Regensburg 2019 – wissenschaftliches Programm
DY 37.1: Vortrag
Mittwoch, 3. April 2019, 15:30–15:45, H6
Resonance eigenfunctions in systems with partial escape — •Konstantin Clauß1, Eduardo Altmann2, Arnd Bäcker1,3, and Roland Ketzmerick1,3 — 1TU Dresden, Institut für Theoretische Physik, Dresden — 2School of Mathematics and Statistics, University of Sydney — 3MPI für Physik komplexer Systeme, Dresden
The phase-space distribution of chaotic resonance eigenfunctions corresponds to conditionally invariant measures of the classical system. This is well-understood if particles completely leave the system from a leaky phase-space region . However, in many situations there occurs a partial escape of intensity, e.g., in optical microcavities.
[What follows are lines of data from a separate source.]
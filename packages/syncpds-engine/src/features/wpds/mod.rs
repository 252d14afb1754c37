//! # Weighted Pushdown Systems
//!
//! Rule store, weighted automaton and the worklist saturation that
//! connects them.
//!
//! - [`PushdownSystem`]: normal / push / pop rules, duplicates combined with ⊕
//! - [`WeightedAutomaton`]: interned states + weighted transitions
//! - [`Saturation`]: post* (forward) or pre* (backward) fixpoint, one
//!   worklist step at a time

pub mod domain;
pub mod infrastructure;

pub use domain::{INode, Rule, RuleInsert, RuleKey, RuleKind, StackSymbol, StateId, Transition, TransitionUpdate};
pub use infrastructure::{
    Polarity, PushdownSystem, RuleListener, Saturation, SaturationStep, StateArena,
    TransitionListener, WeightedAutomaton,
};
For such systems a similar understanding of resonance eigenfunctions is still missing and a completely new approach is required. For this we (i) find conditionally invariant measures for a given decay rate γ, and (ii) define a meaningful quantitative distance measure between phase-space densities to evaluate quantum-classical correspondence. We apply these methods to investigate the semiclassical limit and the limit of full escape.
 K. Clauß, M. J. Körber, A. Bäcker, and R. Ketzmerick, Phys. Rev. Lett. 121 (2018), 074101.